Work to complete: Beginning with the first line of the data below, reproduce every line unchanged, ending with the line that holds "fn to_u8(x: f64)".

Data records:
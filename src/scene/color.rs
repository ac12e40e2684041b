use serde::{Deserialize, Serialize};

/// Straight-alpha RGBA colour with normalized channels.
///
/// Deserializes from `"#RRGGBB"`, `"#RRGGBBAA"`, `{r,g,b,a}`, `{h,s,l,a}` (hue in degrees) or a
/// 3/4-element array. Serializes as the `{r,g,b,a}` object form.
#[derive(Debug, Clone, Copy, PartialEq, Serialize)]
pub struct ColorDef {
    /// Red in `[0, 1]`.
    pub r: f64,
    /// Green in `[0, 1]`.
    pub g: f64,
    /// Blue in `[0, 1]`.
    pub b: f64,
    /// Alpha in `[0, 1]`.
    pub a: f64,
}

impl ColorDef {
    /// Build a colour from normalized channels.
    pub fn rgba(r: f64, g: f64, b: f64, a: f64) -> Self {
        Self { r, g, b, a }
    }

    /// Opaque black, the default shadow colour.
    pub fn black() -> Self {
        Self::rgba(0.0, 0.0, 0.0, 1.0)
    }

    /// Parse a `#RRGGBB` / `#RRGGBBAA` string.
    pub fn from_hex(s: &str) -> Result<Self, String> {
        parse_hex(s)
    }

    /// Format as lowercase `#rrggbbaa`.
    pub fn to_hex(self) -> String {
        fn to_u8(x: f64) -> u8 {
            (x.clamp(0.0, 1.0) * 255.0).round() as u8
        }
        format!(
            "#{:02x}{:02x}{:02x}{:02x}",
            to_u8(self.r),
            to_u8(self.g),
            to_u8(self.b),
            to_u8(self.a)
        )
    }
}

impl<'de> Deserialize<'de> for ColorDef {
    fn deserialize<D>(deserializer: D) -> Result<Self, D::Error>
    where
        D: serde::Deserializer<'de>,
    {
        #[derive(Deserialize)]
        #[serde(untagged)]
        enum Repr {
            Hex(String),
            RgbaObj {
                r: f64,
                g: f64,
                b: f64,
                #[serde(default = "one")]
                a: f64,
            },
            HslaObj {
                h: f64,
                s: f64,
                l: f64,
                #[serde(default = "one")]
                a: f64,
            },
            Arr(Vec<f64>),
        }

        fn one() -> f64 {
            1.0
        }

        match Repr::deserialize(deserializer)? {
            Repr::Hex(s) => parse_hex(&s).map_err(serde::de::Error::custom),
            Repr::RgbaObj { r, g, b, a } => Ok(Self::rgba(r, g, b, a)),
            Repr::HslaObj { h, s, l, a } => Ok(hsla_to_rgba(h, s, l, a)),
            Repr::Arr(v) => match v.as_slice() {
                [r, g, b] => Ok(Self::rgba(*r, *g, *b, 1.0)),
                [r, g, b, a] => Ok(Self::rgba(*r, *g, *b, *a)),
                _ => Err(serde::de::Error::custom(
                    "rgba array must have len 3 ([r,g,b]) or 4 ([r,g,b,a])",
                )),
            },
        }
    }
}

fn parse_hex(s: &str) -> Result<ColorDef, String> {
    let s = s.trim();
    let s = s.strip_prefix('#').unwrap_or(s);
    if !s.is_ascii() {
        return Err("hex color must be ASCII".to_owned());
    }

    fn hex_byte(pair: &str) -> Result<u8, String> {
        u8::from_str_radix(pair, 16).map_err(|_| format!("invalid hex byte \"{pair}\""))
    }

    let (r, g, b, a) = match s.len() {
        6 => (
            hex_byte(&s[0..2])?,
            hex_byte(&s[2..4])?,
            hex_byte(&s[4..6])?,
            255,
        ),
        8 => (
            hex_byte(&s[0..2])?,
            hex_byte(&s[2..4])?,
            hex_byte(&s[4..6])?,
            hex_byte(&s[6..8])?,
        ),
        _ => {
            return Err("hex color must be #RRGGBB or #RRGGBBAA (case-insensitive)".to_owned());
        }
    };

    Ok(ColorDef::rgba(
        f64::from(r) / 255.0,
        f64::from(g) / 255.0,
        f64::from(b) / 255.0,
        f64::from(a) / 255.0,
    ))
}

fn hsla_to_rgba(h: f64, s: f64, l: f64, a: f64) -> ColorDef {
    let h = (h % 360.0 + 360.0) % 360.0 / 360.0;
    let s = s.clamp(0.0, 1.0);
    let l = l.clamp(0.0, 1.0);

    if s == 0.0 {
        return ColorDef::rgba(l, l, l, a);
    }

    fn hue_to_rgb(p: f64, q: f64, mut t: f64) -> f64 {
        if t < 0.0 {
            t += 1.0;
        }
        if t > 1.0 {
            t -= 1.0;
        }
        if t < 1.0 / 6.0 {
            return p + (q - p) * 6.0 * t;
        }
        if t < 1.0 / 2.0 {
            return q;
        }
        if t < 2.0 / 3.0 {
            return p + (q - p) * (2.0 / 3.0 - t) * 6.0;
        }
        p
    }

    let q = if l < 0.5 {
        l * (1.0 + s)
    } else {
        l + s - l * s
    };
    let p = 2.0 * l - q;

    ColorDef::rgba(
        hue_to_rgb(p, q, h + 1.0 / 3.0),
        hue_to_rgb(p, q, h),
        hue_to_rgb(p, q, h - 1.0 / 3.0),
        a,
    )
}

#[cfg(test)]
#[path = "../../tests/unit/scene/color.rs"]
mod tests;
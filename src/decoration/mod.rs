//! Timing for animated overlays bound to one scene or to the whole video.

pub(crate) mod cycle;
pub(crate) mod sync;
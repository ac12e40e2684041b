use super::*;
use crate::foundation::core::SceneId;
use crate::playback::host::ManualFrameHost;

fn scenes(durations: &[f64]) -> Vec<Scene> {
    durations
        .iter()
        .zip(1u64..)
        .map(|(&d, id)| Scene::new(SceneId(id), format!("scene {id}"), d).unwrap())
        .collect()
}

/// Fire the single outstanding request at `now_ms`.
fn fire(
    sched: &mut PlaybackScheduler,
    host: &mut ManualFrameHost,
    scenes: &[Scene],
    now_ms: f64,
) -> Option<PlaybackTick> {
    let pending = host.take_pending();
    assert_eq!(pending.len(), 1, "expected exactly one outstanding frame request");
    sched.step(pending[0], now_ms, scenes, host)
}

#[test]
fn start_emits_initial_tick_and_requests_a_frame() {
    let s = scenes(&[1.5, 3.0, 2.0]);
    let mut host = ManualFrameHost::new();
    let mut sched = PlaybackScheduler::default();

    let tick = sched.start(&s, 1000.0, &mut host).unwrap();
    assert_eq!(tick.active_index, 0);
    assert_eq!(tick.progress, 0.0);
    assert_eq!(tick.session_id, SessionId(1));
    assert!(sched.is_playing());
    assert_eq!(host.pending().len(), 1);
}

#[test]
fn scenario_follows_half_open_intervals_and_end_buffer() {
    let s = scenes(&[1.5, 3.0, 2.0]);
    let mut host = ManualFrameHost::new();
    let mut sched = PlaybackScheduler::default();
    sched.start(&s, 0.0, &mut host);

    let t = fire(&mut sched, &mut host, &s, 1400.0).unwrap();
    assert_eq!(t.active_index, 0);
    assert!((t.progress - 0.215).abs() < 1e-3);

    let t = fire(&mut sched, &mut host, &s, 4600.0).unwrap();
    assert_eq!(t.active_index, 2);
    assert!((t.progress - 0.708).abs() < 1e-3);

    let t = fire(&mut sched, &mut host, &s, 6500.0).unwrap();
    assert_eq!(t.progress, 1.0);
    assert!(!t.finished);

    let t = fire(&mut sched, &mut host, &s, 6600.0).unwrap();
    assert_eq!(t.active_index, 2);
    assert_eq!(t.progress, 1.0);
    assert!(sched.is_playing());

    let t = fire(&mut sched, &mut host, &s, 7400.0).unwrap();
    assert!(t.finished);
    assert_eq!(t.active_index, 2);
    assert_eq!(t.progress, 1.0);
    assert!(!sched.is_playing());
    assert_eq!(sched.state().active_scene_index, 2);
    assert!(host.pending().is_empty());
}

#[test]
fn restart_cancels_prior_request_and_bumps_session() {
    let s = scenes(&[1.0, 1.0]);
    let mut host = ManualFrameHost::new();
    let mut sched = PlaybackScheduler::default();

    sched.start(&s, 0.0, &mut host);
    let first = host.pending()[0];
    sched.start(&s, 500.0, &mut host);

    assert_eq!(host.cancelled(), &[first]);
    assert_eq!(host.pending().len(), 1);
    assert_eq!(sched.state().session_id, SessionId(2));
    // The stale token from the first session cannot advance the second one.
    assert!(sched.step(first, 900.0, &s, &mut host).is_none());
    assert_eq!(sched.state().elapsed_ms, 0.0);
}

#[test]
fn stop_cancels_and_keeps_active_index() {
    let s = scenes(&[1.0, 1.0]);
    let mut host = ManualFrameHost::new();
    let mut sched = PlaybackScheduler::default();
    sched.start(&s, 0.0, &mut host);
    fire(&mut sched, &mut host, &s, 1200.0);
    let outstanding = host.pending()[0];

    assert!(sched.stop(&mut host));
    assert_eq!(sched.progress(), 0.0);
    assert_eq!(sched.state().active_scene_index, 1);
    assert!(host.pending().is_empty());

    // No stray step after stop.
    assert!(sched.step(outstanding, 1300.0, &s, &mut host).is_none());
    assert!(!sched.stop(&mut host));
}

#[test]
fn stop_without_session_and_start_on_empty_list_are_no_ops() {
    let mut host = ManualFrameHost::new();
    let mut sched = PlaybackScheduler::default();
    assert!(!sched.stop(&mut host));
    assert!(sched.start(&[], 0.0, &mut host).is_none());
    assert!(!sched.is_playing());
    assert!(host.pending().is_empty());
    assert_eq!(sched.state().session_id, SessionId(0));
}

#[test]
fn clock_regression_clamps_elapsed() {
    let s = scenes(&[2.0]);
    let mut host = ManualFrameHost::new();
    let mut sched = PlaybackScheduler::default();
    sched.start(&s, 5000.0, &mut host);

    let t = fire(&mut sched, &mut host, &s, 4000.0).unwrap();
    assert_eq!(t.elapsed_ms, 0.0);
    assert_eq!(t.progress, 0.0);

    fire(&mut sched, &mut host, &s, 6000.0);
    let t = fire(&mut sched, &mut host, &s, 5500.0).unwrap();
    assert_eq!(t.elapsed_ms, 1000.0);
}

#[test]
fn durations_are_read_live_each_step() {
    let mut s = scenes(&[1.0, 1.0]);
    let mut host = ManualFrameHost::new();
    let mut sched = PlaybackScheduler::default();
    sched.start(&s, 0.0, &mut host);

    s[0].duration = 2.0;
    let t = fire(&mut sched, &mut host, &s, 1500.0).unwrap();
    assert_eq!(t.active_index, 0);
    assert!((t.progress - 0.5).abs() < 1e-9);
}

#[test]
fn custom_end_buffer_is_honored() {
    let s = scenes(&[1.0]);
    let mut host = ManualFrameHost::new();
    let mut sched = PlaybackScheduler::new(PlaybackConfig { end_buffer_ms: 0.0 });
    sched.start(&s, 0.0, &mut host);
    let t = fire(&mut sched, &mut host, &s, 1000.0).unwrap();
    assert!(t.finished);
}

Result for this task:
filename src/scene/color.rs
repository ac12e40e2684041b
use serde::{Deserialize, Serialize};

/// Straight-alpha RGBA colour with normalized channels.
///
/// Deserializes from `"#RRGGBB"`, `"#RRGGBBAA"`, `{r,g,b,a}`, `{h,s,l,a}` (hue in degrees) or a
/// 3/4-element array. Serializes as the `{r,g,b,a}` object form.
#[derive(Debug, Clone, Copy, PartialEq, Serialize)]
pub struct ColorDef {
    /// Red in `[0, 1]`.
    pub r: f64,
    /// Green in `[0, 1]`.
    pub g: f64,
    /// Blue in `[0, 1]`.
    pub b: f64,
    /// Alpha in `[0, 1]`.
    pub a: f64,
}

impl ColorDef {
    /// Build a colour from normalized channels.
    pub fn rgba(r: f64, g: f64, b: f64, a: f64) -> Self {
        Self { r, g, b, a }
    }

    /// Opaque black, the default shadow colour.
    pub fn black() -> Self {
        Self::rgba(0.0, 0.0, 0.0, 1.0)
    }

    /// Parse a `#RRGGBB` / `#RRGGBBAA` string.
    pub fn from_hex(s: &str) -> Result<Self, String> {
        parse_hex(s)
    }

    /// Format as lowercase `#rrggbbaa`.
    pub fn to_hex(self) -> String {
        fn to_u8(x: f64) -> u8 {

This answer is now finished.